Preg.mo Sig. Sindaco
di Pesaro
Oggetto: Chiarimenti sulla scelta, uso e modalità di dismissione del sistema di rilevamento elettronico delle infrazioni denominato “VideoRed”
Lo scrivente Mirko Ballerini, consigliere della Lista Civica Pesaro a 5 Stelle
Visto:
· I recenti pronunciamenti del Giudice di Pace di Pesaro sui ricorsi alle contravvenzioni rilevate tramite lo strumento VistaRed (o VideoRed) della ditta Traffic Tecnology di Marostica;
· La sentenza della corte di cassazione n. 7388 del 26/03/2009;
Considerato che:
· La ditta fornitrice del servizio era già nota per precedenti vicende analoghe a quelle verificatesi a Pesaro;
· Il Sindaco e la Giunta (passata e presente) hanno sempre sostenuto la piena regolarità e confermato fiducia sia sullo strumento sia sul fornitore, persino a fronte delle abnormi sanzioni che ne sono scaturite, sia per l’elevatissimo numero di infrazioni rilevate, sia per le esorbitanti spese accessorie (oltre alla decurtazione di sei punti dalla patente di guida e 143 euro di sanzione, se ne aggiungevano 42 di accertamento e 15 di notifica), risultate poi illegittime;
· La dichiarata volontà di ricercare una maggiore sicurezza nella circolazione è del tutto pretestuosa e smentita dalle statistiche sui sinistri occorsi nell’incrocio tra Viale della Vittoria e Viale della Repubblica, dove sono stati installati i due dispositivi per il rilevamento elettronico delle infrazioni, che non propone il crocevia in termini di attenzione né tantomeno di pericolosità;
Chiede:
· Come sia stata effettuata la scelta del dispositivo in oggetto; quali fossero le soluzioni alternative proposte; quali i fornitori esaminati e soprattutto perché, tramite Delibera Comunale n.81 del 19 aprile 2007, si affidò l’incarico dell’installazione delle videocamere alla ditta Traffic Tecnology senza effettuare una gara di appalto, come richiesto per legge;
· Perché nella prima stesura del contratto con Traffic Tecnology si prevedesse una proporzionalità tra compenso dovuto al fornitore e numero di verbali elevati ammontante inizialmente ad euro 35,00 + IVA per ogni multa elevata; successivamente modificato (perché in contrasto con le norme vigenti in materia), come dichiarato dall’allora Assessore alla mobilità, servizi di vigilanza urbana, controllo contratti di servizio, Michele Gambini nella seduta del Consiglio Comunale del 17 novembre 2008;
· Si indichi chi era incaricato di verificare la conformità alla legge ed il corretto funzionamento delle apparecchiature installate e se si sia provveduto alle periodiche revisioni delle tarature mediante appositi centri accreditati conformemente alla legge 273/91;
· Quale fu, se ci fu, il parere dell’ufficio legale dell’amministrazione sull’intera vicenda, sia sulla decisione dell’installazione dell’apparecchiatura che sui successivi sviluppi;
· Perché non sono state poste in disarmo le due postazioni VideoRed attualmente attive;
· Come si intende fare fronte alla mole, presumibilmente considerevole, di denaro da restituire ai circa 1500 automobilisti ingiustamente sanzionati;
· Se la giunta intenda ricorrere contro la decisione del Giudice di Pace;
· In caso decidesse di ricorrere, su quali elementi e su quali basi si poggerebbe la linea di difesa dell’amministrazione.

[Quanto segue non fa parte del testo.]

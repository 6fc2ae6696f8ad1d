/*
 * Copyright (c) 2003-2003-2023. Trevor Campbell and others.
 *
 * This file is part of Kelpie Flight Planner.
 *
 * Kelpie Flight Planner is free software; you can redistribute it and/or modify
 * it under the terms of the GNU General Public License as published by
 * the Free Software Foundation; either version 2 of the License, or
 * (at your option) any later version.
 *
 * Kelpie Flight Planner is distributed in the hope that it will be useful,
 * but WITHOUT ANY WARRANTY; without even the implied warranty of
 * MERCHANTABILITY or FITNESS FOR A PARTICULAR PURPOSE.  See the
 * GNU General Public License for more details.
 *
 * You should have received a copy of the GNU General Public License
 * along with Kelpie Flight Planner; if not, write to the Free Software
 * Foundation, Inc., 59 Temple Place, Suite 330, Boston, MA  02111-1307  USA
 *
 * Contributors:
 *      Trevor Campbell
 *
 */

use crate::earth::coordinate::Coordinate;

use super::location::Location;

#[derive(Debug, Clone, PartialEq)]
pub struct Airport {
    id: i32,
    ident: String,
    name: String,
    coordinate: Coordinate,
    elevation: i32,
}

impl Airport {
    pub fn new(id: i32, ident: String, name: String, latitude: f64, longitude: f64, elevation: i32) -> Self {
        Self {
            id,
            ident,
            name,
            coordinate: Coordinate::new(latitude, longitude),
            elevation,
        }
    }

    pub fn get_name(&self) -> &str {
        self.name.as_str()
    }

    pub fn get_elevation(&self) -> i32 {
        self.elevation
    }
}

impl Location for Airport {
    fn get_id(&self) -> i32 {
        self.id
    }

    fn get_ident(&self) -> &str {
        self.ident.as_str()
    }

    fn get_loc(&self) -> &Coordinate {
        &self.coordinate
    }
}
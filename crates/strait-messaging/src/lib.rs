//! strait-messaging — the request/response layer on top of the codec:
//! typed data handlers, the handler registry, the serving dispatch loop,
//! the client-side session, and the service structs peers exchange to
//! negotiate with each other.

pub mod client;
pub mod handler;
pub mod registry;
pub mod server;
pub mod service_structs;

pub use client::{Client, Reply};
pub use handler::{ClientId, DataHandler, TypedHandler};
pub use registry::{HandlerRegistry, ServiceTag};
pub use server::Server;
pub use service_structs::{
    GetInterfaceProperties, InterfaceDesc, InterfaceProperties, NullOutput, PartySettings,
    SessionPreferences,
};
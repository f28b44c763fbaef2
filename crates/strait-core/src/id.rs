//! 128-bit struct identifiers.

use zerocopy::{AsBytes, FromBytes, FromZeroes};

/// Identifies one logical struct type across peers. Equal ids received from
/// different parties denote the same type, whatever revision each side was
/// built against.
///
/// On the wire an id occupies 16 bytes: `high` then `low`, each
/// little-endian, independent of the session byte order (ids appear in
/// framing, which is always little-endian).
#[derive(Debug, Default, Clone, Copy, PartialEq, Eq, Hash, PartialOrd, Ord, AsBytes, FromBytes, FromZeroes)]
#[repr(C)]
pub struct Id {
    pub high: u64,
    pub low: u64,
}

static_assertions::assert_eq_size!(Id, [u8; 16]);

impl Id {
    pub const fn new(high: u64, low: u64) -> Self {
        Self { high, low }
    }

    /// Derive a stable id from a canonical type name. The input byte string
    /// is protocol-level identity and must never change for a given type
    /// once peers in the wild know it.
    pub fn from_name(name: &[u8]) -> Self {
        let hash = blake3::hash(name);
        let bytes = hash.as_bytes();
        Self {
            high: u64::from_le_bytes(bytes[0..8].try_into().unwrap()),
            low: u64::from_le_bytes(bytes[8..16].try_into().unwrap()),
        }
    }

    /// Wire form: 16 little-endian bytes.
    pub fn to_wire_bytes(self) -> [u8; 16] {
        let mut out = [0u8; 16];
        out[..8].copy_from_slice(&self.high.to_le_bytes());
        out[8..].copy_from_slice(&self.low.to_le_bytes());
        out
    }

    pub fn from_wire_bytes(bytes: [u8; 16]) -> Self {
        Self {
            high: u64::from_le_bytes(bytes[..8].try_into().unwrap()),
            low: u64::from_le_bytes(bytes[8..].try_into().unwrap()),
        }
    }
}

impl std::fmt::Display for Id {
    fn fmt(&self, f: &mut std::fmt::Formatter<'_>) -> std::fmt::Result {
        let b = self.to_wire_bytes();
        write!(
            f,
            "{}-{}-{}-{}-{}",
            hex::encode(&b[0..4]),
            hex::encode(&b[4..6]),
            hex::encode(&b[6..8]),
            hex::encode(&b[8..10]),
            hex::encode(&b[10..16]),
        )
    }
}
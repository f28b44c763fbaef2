//! Status messages: structured error replies a party sends instead of a
//! data reply, rich enough for the peer to retry with adjusted parameters.

use strait_core::status::NO_ERROR_CODE;
use strait_core::{BinWalker, CommonFlags, DataFlags, Id, SerSink, Status};

use crate::context::MessageType;
use crate::framing::{deserialize_common_context, write_common_header};
use crate::Result;

/// Decoded form of a status message. Bodies are bit-exact and
/// discriminated by the status code; codes not listed here carry no body.
#[derive(Debug, Clone, PartialEq, Eq)]
pub enum StatusReply {
    /// Explicit acknowledgment (`NO_ERROR_CODE`). Never sent in place of a
    /// data reply; only when the peer asked for an acknowledgment.
    Ack,
    /// The peer's protocol range and what the session must carry.
    NotSupportedProtocolVersion {
        versions: Vec<u8>,
        mandatory_common_flags: CommonFlags,
    },
    /// The acceptable interface-version range for the offending struct.
    NotSupportedInterfaceVersion {
        id: Id,
        min_supported: u32,
        current: u32,
    },
    /// Ranges for both sides of an in-out request.
    NotSupportedInOutInterfaceVersion {
        input_id: Id,
        input_min_supported: u32,
        input_current: u32,
        output_id: Id,
        output_min_supported: u32,
        output_current: u32,
    },
    NotCompatibleCommonFlags {
        forbidden: CommonFlags,
        mandatory: CommonFlags,
    },
    NotCompatibleDataFlags {
        forbidden: DataFlags,
        mandatory: DataFlags,
        id: Id,
    },
    /// Any other status; no body.
    Other(Status),
}

impl StatusReply {
    /// The `Status` this reply reports, `None` for an acknowledgment.
    pub fn status(&self) -> Option<Status> {
        Status::from_code(self.code())
    }

    pub fn code(&self) -> u32 {
        match self {
            StatusReply::Ack => NO_ERROR_CODE,
            StatusReply::NotSupportedProtocolVersion { .. } => {
                Status::ErrorNotSupportedProtocolVersion.code()
            }
            StatusReply::NotSupportedInterfaceVersion { .. } => {
                Status::ErrorNotSupportedInterfaceVersion.code()
            }
            StatusReply::NotSupportedInOutInterfaceVersion { .. } => {
                Status::ErrorNotSupportedInOutInterfaceVersion.code()
            }
            StatusReply::NotCompatibleCommonFlags { .. } => {
                Status::ErrorNotCompatibleCommonFlagsSettings.code()
            }
            StatusReply::NotCompatibleDataFlags { .. } => {
                Status::ErrorNotCompatibleDataFlagsSettings.code()
            }
            StatusReply::Other(status) => status.code(),
        }
    }
}

/// Serialize a full status message: common header, code, body.
pub fn serialize_status(
    protocol_version: u8,
    common_flags: CommonFlags,
    reply: &StatusReply,
    out: &mut dyn SerSink,
) -> Result {
    write_common_header(protocol_version, MessageType::Status, common_flags, out)?;
    out.write_bytes(&reply.code().to_le_bytes())?;

    match reply {
        StatusReply::Ack | StatusReply::Other(_) => Ok(()),
        StatusReply::NotSupportedProtocolVersion {
            versions,
            mandatory_common_flags,
        } => {
            let count = u8::try_from(versions.len()).map_err(|_| Status::ErrorInvalidArgument)?;
            out.write_bytes(&[count])?;
            out.write_bytes(versions)?;
            out.write_bytes(&mandatory_common_flags.bits().to_le_bytes())
        }
        StatusReply::NotSupportedInterfaceVersion {
            id,
            min_supported,
            current,
        } => {
            out.write_bytes(&id.to_wire_bytes())?;
            out.write_bytes(&min_supported.to_le_bytes())?;
            out.write_bytes(&current.to_le_bytes())
        }
        StatusReply::NotSupportedInOutInterfaceVersion {
            input_id,
            input_min_supported,
            input_current,
            output_id,
            output_min_supported,
            output_current,
        } => {
            out.write_bytes(&input_id.to_wire_bytes())?;
            out.write_bytes(&input_min_supported.to_le_bytes())?;
            out.write_bytes(&input_current.to_le_bytes())?;
            out.write_bytes(&output_id.to_wire_bytes())?;
            out.write_bytes(&output_min_supported.to_le_bytes())?;
            out.write_bytes(&output_current.to_le_bytes())
        }
        StatusReply::NotCompatibleCommonFlags {
            forbidden,
            mandatory,
        } => {
            out.write_bytes(&forbidden.bits().to_le_bytes())?;
            out.write_bytes(&mandatory.bits().to_le_bytes())
        }
        StatusReply::NotCompatibleDataFlags {
            forbidden,
            mandatory,
            id,
        } => {
            out.write_bytes(&forbidden.bits().to_le_bytes())?;
            out.write_bytes(&mandatory.bits().to_le_bytes())?;
            out.write_bytes(&id.to_wire_bytes())
        }
    }
}

/// Bare status reply carrying only a code. What a server falls back to
/// when a failure has no richer body.
pub fn serialize_status_full_context(
    protocol_version: u8,
    common_flags: CommonFlags,
    status: Status,
    out: &mut dyn SerSink,
) -> Result {
    serialize_status(protocol_version, common_flags, &StatusReply::Other(status), out)
}

/// Parse a complete status message, header included.
pub fn deserialize_status(walker: &mut BinWalker) -> Result<StatusReply> {
    let common = deserialize_common_context(walker)?;
    if common.message_type != MessageType::Status {
        return Err(Status::ErrorInvalidArgument);
    }
    deserialize_status_body(walker)
}

/// Parse the code and body of a status message whose common header was
/// already consumed.
pub fn deserialize_status_body(walker: &mut BinWalker) -> Result<StatusReply> {
    let code = u32::from_le_bytes(walker.read_array::<4>()?);
    if code == NO_ERROR_CODE {
        return Ok(StatusReply::Ack);
    }
    let status = Status::from_code(code).ok_or(Status::ErrorDataCorrupted)?;

    Ok(match status {
        Status::ErrorNotSupportedProtocolVersion => {
            let [count] = walker.read_array::<1>()?;
            let versions = walker.read_bytes(count as usize)?.to_vec();
            let mandatory_common_flags =
                CommonFlags::from_bits(u16::from_le_bytes(walker.read_array::<2>()?));
            StatusReply::NotSupportedProtocolVersion {
                versions,
                mandatory_common_flags,
            }
        }
        Status::ErrorNotSupportedInterfaceVersion => StatusReply::NotSupportedInterfaceVersion {
            id: Id::from_wire_bytes(walker.read_array::<16>()?),
            min_supported: u32::from_le_bytes(walker.read_array::<4>()?),
            current: u32::from_le_bytes(walker.read_array::<4>()?),
        },
        Status::ErrorNotSupportedInOutInterfaceVersion => {
            StatusReply::NotSupportedInOutInterfaceVersion {
                input_id: Id::from_wire_bytes(walker.read_array::<16>()?),
                input_min_supported: u32::from_le_bytes(walker.read_array::<4>()?),
                input_current: u32::from_le_bytes(walker.read_array::<4>()?),
                output_id: Id::from_wire_bytes(walker.read_array::<16>()?),
                output_min_supported: u32::from_le_bytes(walker.read_array::<4>()?),
                output_current: u32::from_le_bytes(walker.read_array::<4>()?),
            }
        }
        Status::ErrorNotCompatibleCommonFlagsSettings => StatusReply::NotCompatibleCommonFlags {
            forbidden: CommonFlags::from_bits(u16::from_le_bytes(walker.read_array::<2>()?)),
            mandatory: CommonFlags::from_bits(u16::from_le_bytes(walker.read_array::<2>()?)),
        },
        Status::ErrorNotCompatibleDataFlagsSettings => StatusReply::NotCompatibleDataFlags {
            forbidden: DataFlags::from_bits(u16::from_le_bytes(walker.read_array::<2>()?)),
            mandatory: DataFlags::from_bits(u16::from_le_bytes(walker.read_array::<2>()?)),
            id: Id::from_wire_bytes(walker.read_array::<16>()?),
        },
        other => StatusReply::Other(other),
    })
}
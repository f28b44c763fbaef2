//! Client-side session: probe the peer's settings, negotiate the session,
//! build typed requests, and interpret whatever comes back.

use std::collections::HashMap;

use strait_codec::context::{MessageType, SerContext};
use strait_codec::framing::{
    deserialize_common_context, deserialize_message, serialize_message, write_common_header,
};
use strait_codec::status_msg::{deserialize_status_body, StatusReply};
use strait_codec::{Result, Serializable, Status};
use strait_core::{BinVector, BinWalker, CommonFlags, DataFlags};

use crate::service_structs::{PartySettings, SessionPreferences};

/// What a peer answered: the typed payload, or a status message carrying
/// the reason and, for version/flag disputes, the acceptable ranges to
/// retry with.
#[derive(Debug)]
pub enum Reply<Out> {
    Data(Out),
    Status(StatusReply),
}

/// One client's view of a session with a serving party.
///
/// Construction only fixes this side's requirements; the session becomes
/// usable once the peer's settings have been accepted and the two
/// parties' requirements proved compatible.
#[derive(Debug)]
pub struct Client {
    own: PartySettings,
    peer: Option<PartySettings>,
    session: Option<SessionPreferences>,
}

impl Client {
    pub fn new(own: PartySettings) -> Result<Self> {
        if !own.is_valid() {
            return Err(Status::ErrorInvalidArgument);
        }
        Ok(Self {
            own,
            peer: None,
            session: None,
        })
    }

    pub fn settings(&self) -> &PartySettings {
        &self.own
    }

    pub fn peer_settings(&self) -> Option<&PartySettings> {
        self.peer.as_ref()
    }

    pub fn session(&self) -> Option<SessionPreferences> {
        self.session
    }

    pub fn is_ready(&self) -> bool {
        self.session.is_some()
    }

    /// The settings probe: a bare `GetSettings` message at our preferred
    /// protocol version.
    pub fn get_settings_request(&self) -> Result<BinVector> {
        let mut out = BinVector::new();
        write_common_header(
            self.own.protocol_versions[0],
            MessageType::GetSettings,
            CommonFlags::NONE,
            &mut out,
        )?;
        Ok(out)
    }

    /// Digest the reply to the settings probe and fix the session
    /// parameters. A status reply (e.g. an unsupported protocol version
    /// with the peer's range) surfaces as its error.
    pub fn accept_settings(&mut self, reply: &mut BinWalker) -> Result {
        let start = reply.tell();
        let common = deserialize_common_context(reply)?;
        if common.message_type == MessageType::Status {
            let status = deserialize_status_body(reply)?;
            tracing::warn!(code = status.code(), "peer refused the settings probe");
            return Err(status.status().unwrap_or(Status::ErrorDataCorrupted));
        }

        reply.seek(start);
        let peer: PartySettings = deserialize_message(reply)?;
        if !peer.is_valid() {
            return Err(Status::ErrorDataCorrupted);
        }

        let session = self.own.compatible_with(&peer)?;
        tracing::debug!(
            protocol_version = session.protocol_version,
            "session negotiated"
        );
        self.peer = Some(peer);
        self.session = Some(session);
        Ok(())
    }

    /// Serialize one request at the highest struct revision the peer
    /// accepts, honoring the peer's per-interface data-flag policy.
    pub fn encode_request<In: Serializable>(
        &self,
        value: &In,
        data_flags: DataFlags,
    ) -> Result<BinVector> {
        self.encode(value, data_flags, MessageType::Data, None)
    }

    /// As [`encode_request`](Self::encode_request), additionally asking
    /// the peer to answer with `Out` at a revision this build accepts.
    pub fn encode_in_out_request<In: Serializable, Out: Serializable>(
        &self,
        value: &In,
        data_flags: DataFlags,
    ) -> Result<BinVector> {
        let peer = self.peer.as_ref().ok_or(Status::ErrorNotInited)?;
        let out_version = peer
            .interface(Out::ID)
            .map_or(Out::INTERFACE_VERSION, |desc| {
                Out::INTERFACE_VERSION.min(desc.version)
            });
        self.encode(value, data_flags, MessageType::InOut, Some(out_version))
    }

    fn encode<In: Serializable>(
        &self,
        value: &In,
        data_flags: DataFlags,
        message_type: MessageType,
        output_interface_version: Option<u32>,
    ) -> Result<BinVector> {
        let session = self.session.ok_or(Status::ErrorNotInited)?;
        let peer = self.peer.as_ref().ok_or(Status::ErrorNotInited)?;

        let desc = peer.interface(In::ID).ok_or(Status::ErrorNoSuchHandler)?;
        data_flags.check(desc.mandatory_data_flags, desc.forbidden_data_flags)?;
        let interface_version = In::INTERFACE_VERSION.min(desc.version);

        let mut out = BinVector::new();
        let mut pointers_map = HashMap::new();
        let mut ctx = SerContext::new(
            &mut out,
            session.protocol_version,
            session.common_flags,
            data_flags,
            interface_version,
        )
        .with_message_type(message_type);
        if let Some(version) = output_interface_version {
            ctx = ctx.with_output_interface_version(version);
        }
        if data_flags.contains(DataFlags::CHECK_RECURSIVE_POINTERS) {
            ctx = ctx.with_pointers_map(&mut pointers_map);
        }
        serialize_message(value, &mut ctx)?;
        Ok(out)
    }

    /// Interpret one reply: a data message decodes to `Out`, a status
    /// message is handed back for the caller to act on.
    pub fn decode_reply<Out: Serializable>(&self, reply: &mut BinWalker) -> Result<Reply<Out>> {
        let start = reply.tell();
        let common = deserialize_common_context(reply)?;
        match common.message_type {
            MessageType::Status => Ok(Reply::Status(deserialize_status_body(reply)?)),
            MessageType::Data | MessageType::InOut => {
                reply.seek(start);
                Ok(Reply::Data(deserialize_message(reply)?))
            }
            MessageType::GetSettings => Err(Status::ErrorDataCorrupted),
        }
    }
}
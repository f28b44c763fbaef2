//! strait-codec — the wire engine: serialization contexts, the primitive
//! and body codecs, the simply-assignable fast path, per-struct version
//! conversion, message framing, and status replies.
//!
//! # Wire layout
//!
//! Every message starts with a common header (protocol version, message
//! type, common flags), always little-endian so the byte-order bit can be
//! read before any swap logic runs. A `Data` message follows with a data
//! sub-header (struct id, data flags, interface version; `InOut` requests
//! add the expected output interface version) and then the struct body,
//! emitted in field-declaration order, depth-first. A `Status` message
//! follows with a status code and a code-dependent body.
//!
//! # Fast and slow paths
//!
//! Types that opt into an [`Assignable`](assignable::Assignable) kind are
//! transferred as one raw byte block whenever the session's data flags
//! permit; otherwise the body codec walks them field by field, applying
//! endianness and integer-width transforms per scalar.

pub mod assignable;
pub mod body;
pub mod context;
pub mod convert;
pub mod framing;
pub mod primitives;
pub mod serializable;
pub mod status_msg;

pub use assignable::{Assignable, AssignableKind};
pub use body::Field;
pub use context::{AddedPointers, CommonContext, DeContext, MessageType, SerContext};
pub use serializable::Serializable;
pub use status_msg::StatusReply;

// Re-exported so macro expansions resolve through this crate alone.
pub use strait_core::{Result, Status};
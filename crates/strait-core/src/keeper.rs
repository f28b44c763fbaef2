//! Fixed-region serialization sink.

use crate::status::{Result, Status};
use crate::vector::SerSink;

/// Byte sink over a caller-supplied region. Writing past the end of the
/// region fails with `ErrorNoMemory` instead of growing, which makes
/// encoding memory-constant: useful in allocation-free environments and
/// for exercising out-of-memory paths in tests.
#[derive(Debug)]
pub struct KeeperVector<'a> {
    region: &'a mut [u8],
    len: usize,
}

impl<'a> KeeperVector<'a> {
    pub fn new(region: &'a mut [u8]) -> Self {
        Self { region, len: 0 }
    }

    pub fn capacity(&self) -> usize {
        self.region.len()
    }

    /// How many whole elements of `elem_size` bytes the region can hold.
    /// Scaling truncates: a region viewed at a wider element size loses the
    /// trailing partial element.
    pub fn element_capacity(&self, elem_size: usize) -> usize {
        if elem_size == 0 {
            return 0;
        }
        self.region.len() / elem_size
    }

    pub fn data(&self) -> &[u8] {
        &self.region[..self.len]
    }
}

impl SerSink for KeeperVector<'_> {
    fn write_bytes(&mut self, bytes: &[u8]) -> Result {
        let end = self.len.checked_add(bytes.len()).ok_or(Status::ErrorNoMemory)?;
        if end > self.region.len() {
            return Err(Status::ErrorNoMemory);
        }
        self.region[self.len..end].copy_from_slice(bytes);
        self.len = end;
        Ok(())
    }

    fn len(&self) -> usize {
        self.len
    }

    fn clear(&mut self) {
        self.len = 0;
    }
}
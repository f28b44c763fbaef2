//! Service structs: the fixed message set peers use to discover each
//! other's protocol range, session requirements, and served interfaces.
//!
//! Service structs never version-convert; their set is pinned by the
//! protocol version itself, so every one of them lives at interface
//! version 0 with a single private revision.

use strait_codec::assignable::{Assignable, AssignableKind};
use strait_codec::body::{deserialize_assignable_elements, serialize_assignable_elements, Field};
use strait_codec::context::{DeContext, SerContext};
use strait_codec::{
    deserialize_assignable_field, deserialize_common, serialize_assignable_field,
    serialize_common, Result, Serializable,
};
use strait_core::version::is_protocol_version_supported;
use strait_core::{CommonFlags, DataFlags, Id, Status};
use zerocopy::{AsBytes, FromBytes, FromZeroes};

/// One served interface: its id, the current interface version, and the
/// data-flag policy every message addressed to it must satisfy.
#[derive(Debug, Default, Clone, Copy, PartialEq, Eq, AsBytes, FromBytes, FromZeroes)]
#[repr(C)]
pub struct InterfaceDesc {
    pub id: Id,
    pub version: u32,
    pub mandatory_data_flags: DataFlags,
    pub forbidden_data_flags: DataFlags,
}

static_assertions::assert_eq_size!(InterfaceDesc, [u8; 24]);

impl InterfaceDesc {
    pub fn is_valid(&self) -> bool {
        !self.mandatory_data_flags.intersects(self.forbidden_data_flags)
    }
}

impl Assignable for InterfaceDesc {
    const KIND: AssignableKind = AssignableKind::FixedSize;
}

impl Field for InterfaceDesc {
    fn serialize(&self, ctx: &mut SerContext<'_>) -> Result {
        serialize_assignable_field!(InterfaceDesc, self, ctx, None);
        self.id.serialize(ctx)?;
        self.version.serialize(ctx)?;
        self.mandatory_data_flags.serialize(ctx)?;
        self.forbidden_data_flags.serialize(ctx)
    }

    fn deserialize(&mut self, ctx: &mut DeContext<'_>) -> Result {
        deserialize_assignable_field!(InterfaceDesc, self, ctx, None);
        self.id.deserialize(ctx)?;
        self.version.deserialize(ctx)?;
        self.mandatory_data_flags.deserialize(ctx)?;
        self.forbidden_data_flags.deserialize(ctx)
    }

    fn serialize_slice(items: &[Self], ctx: &mut SerContext<'_>) -> Result {
        serialize_assignable_elements(items, None, ctx)
    }

    fn deserialize_slice(items: &mut [Self], ctx: &mut DeContext<'_>) -> Result {
        deserialize_assignable_elements(items, None, ctx)
    }
}

/// Everything a party advertises about itself: supported protocol
/// versions (highest first), the common flags a session with it must and
/// must not carry, and the interfaces it serves. Sent as the reply to a
/// `GetSettings` request.
#[derive(Debug, Default, Clone, PartialEq, Eq)]
pub struct PartySettings {
    pub protocol_versions: Vec<u8>,
    pub mandatory_common_flags: CommonFlags,
    pub forbidden_common_flags: CommonFlags,
    pub interfaces: Vec<InterfaceDesc>,
}

impl PartySettings {
    pub fn is_valid(&self) -> bool {
        !self.protocol_versions.is_empty()
            && self.protocol_versions.windows(2).all(|w| w[0] > w[1])
            && self
                .protocol_versions
                .iter()
                .all(|&v| is_protocol_version_supported(v))
            && !self.mandatory_common_flags.intersects(self.forbidden_common_flags)
            && self.interfaces.iter().all(InterfaceDesc::is_valid)
    }

    pub fn latest_protocol_version(&self) -> Option<u8> {
        self.protocol_versions.first().copied()
    }

    pub fn interface(&self, id: Id) -> Option<&InterfaceDesc> {
        self.interfaces.iter().find(|desc| desc.id == id)
    }

    /// Work out what a session between `self` and `peer` must look like:
    /// the highest protocol version both speak and the union of both
    /// parties' mandatory common flags. Fails when the protocol ranges do
    /// not meet or one side insists on flags the other forbids.
    pub fn compatible_with(&self, peer: &PartySettings) -> Result<SessionPreferences> {
        let protocol_version = self
            .protocol_versions
            .iter()
            .copied()
            .find(|v| peer.protocol_versions.contains(v))
            .ok_or(Status::ErrorNotSupportedProtocolVersion)?;

        let common_flags = self.mandatory_common_flags.union(peer.mandatory_common_flags);
        if common_flags.intersects(self.forbidden_common_flags)
            || common_flags.intersects(peer.forbidden_common_flags)
        {
            return Err(Status::ErrorNotCompatibleCommonFlagsSettings);
        }

        Ok(SessionPreferences {
            protocol_version,
            common_flags,
        })
    }
}

/// Outcome of matching two parties' settings: what every message of the
/// session carries in its common header.
#[derive(Debug, Clone, Copy, PartialEq, Eq)]
pub struct SessionPreferences {
    pub protocol_version: u8,
    pub common_flags: CommonFlags,
}

impl Field for PartySettings {
    fn serialize(&self, ctx: &mut SerContext<'_>) -> Result {
        serialize_common!(PartySettings, self, ctx);
        self.protocol_versions.serialize(ctx)?;
        self.mandatory_common_flags.serialize(ctx)?;
        self.forbidden_common_flags.serialize(ctx)?;
        self.interfaces.serialize(ctx)
    }

    fn deserialize(&mut self, ctx: &mut DeContext<'_>) -> Result {
        deserialize_common!(PartySettings, self, ctx);
        self.protocol_versions.deserialize(ctx)?;
        self.mandatory_common_flags.deserialize(ctx)?;
        self.forbidden_common_flags.deserialize(ctx)?;
        self.interfaces.deserialize(ctx)
    }
}

impl Serializable for PartySettings {
    const ID: Id = Id::new(0x9d16_0744_66ce_1d2e, 0x8ac1_54d2_4f16_6c90);
    const INTERFACE_VERSION: u32 = 0;
    const PRIVATE_VERSIONS: &'static [u32] = &[0];
}

/// Placeholder output for operations that answer with a plain status
/// acknowledgment instead of a data reply.
#[derive(Debug, Default, Clone, Copy, PartialEq, Eq)]
pub struct NullOutput;

impl Field for NullOutput {
    fn serialize(&self, _ctx: &mut SerContext<'_>) -> Result {
        Ok(())
    }

    fn deserialize(&mut self, _ctx: &mut DeContext<'_>) -> Result {
        Ok(())
    }
}

impl Serializable for NullOutput {
    const ID: Id = Id::new(0x1763_19a2_0f52_9b47, 0xadd5_35c9_9799_20e6);
    const INTERFACE_VERSION: u32 = 0;
    const PRIVATE_VERSIONS: &'static [u32] = &[0];
    const EMPTY: bool = true;
}

/// Query for the descriptor of one served interface.
#[derive(Debug, Default, Clone, Copy, PartialEq, Eq, AsBytes, FromBytes, FromZeroes)]
#[repr(C)]
pub struct GetInterfaceProperties {
    pub id: Id,
}

impl Assignable for GetInterfaceProperties {
    const KIND: AssignableKind = AssignableKind::FixedSize;
}

impl Field for GetInterfaceProperties {
    fn serialize(&self, ctx: &mut SerContext<'_>) -> Result {
        serialize_common!(GetInterfaceProperties, self, ctx, assignable);
        self.id.serialize(ctx)
    }

    fn deserialize(&mut self, ctx: &mut DeContext<'_>) -> Result {
        deserialize_common!(GetInterfaceProperties, self, ctx, assignable);
        self.id.deserialize(ctx)
    }
}

impl Serializable for GetInterfaceProperties {
    const ID: Id = Id::new(0xe74c_2f91_5a1b_08d3, 0x4b6f_90ad_6e01_c2b7);
    const INTERFACE_VERSION: u32 = 0;
    const PRIVATE_VERSIONS: &'static [u32] = &[0];
}

/// Reply to [`GetInterfaceProperties`]. A served interface echoes its
/// descriptor; an unknown id answers with a zeroed descriptor.
#[derive(Debug, Default, Clone, Copy, PartialEq, Eq, AsBytes, FromBytes, FromZeroes)]
#[repr(C)]
pub struct InterfaceProperties {
    pub desc: InterfaceDesc,
}

impl Assignable for InterfaceProperties {
    const KIND: AssignableKind = AssignableKind::FixedSize;
}

impl Field for InterfaceProperties {
    fn serialize(&self, ctx: &mut SerContext<'_>) -> Result {
        serialize_common!(InterfaceProperties, self, ctx, assignable);
        self.desc.serialize(ctx)
    }

    fn deserialize(&mut self, ctx: &mut DeContext<'_>) -> Result {
        deserialize_common!(InterfaceProperties, self, ctx, assignable);
        self.desc.deserialize(ctx)
    }
}

impl Serializable for InterfaceProperties {
    const ID: Id = Id::new(0x21c5_7ba0_93ef_46d8, 0xf00a_4de2_b85c_6319);
    const INTERFACE_VERSION: u32 = 0;
    const PRIVATE_VERSIONS: &'static [u32] = &[0];
}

Sicuro di una collaborazione volta alla miglior tutela del territorio e della collettività, in ragione del mandato ricevuto per amministrare questo Comune, la pregherei di dare, a questa interrogazione, risposta scritta [ex art. 43, comma 3 D.Lgs. 267/00 ed art. 51 comma 3, Regolamento del Consiglio Comunale].
Rimanendo a disposizione per ogni eventuale chiarimento, mi è gradita l’occasione per porgere cordiali saluti.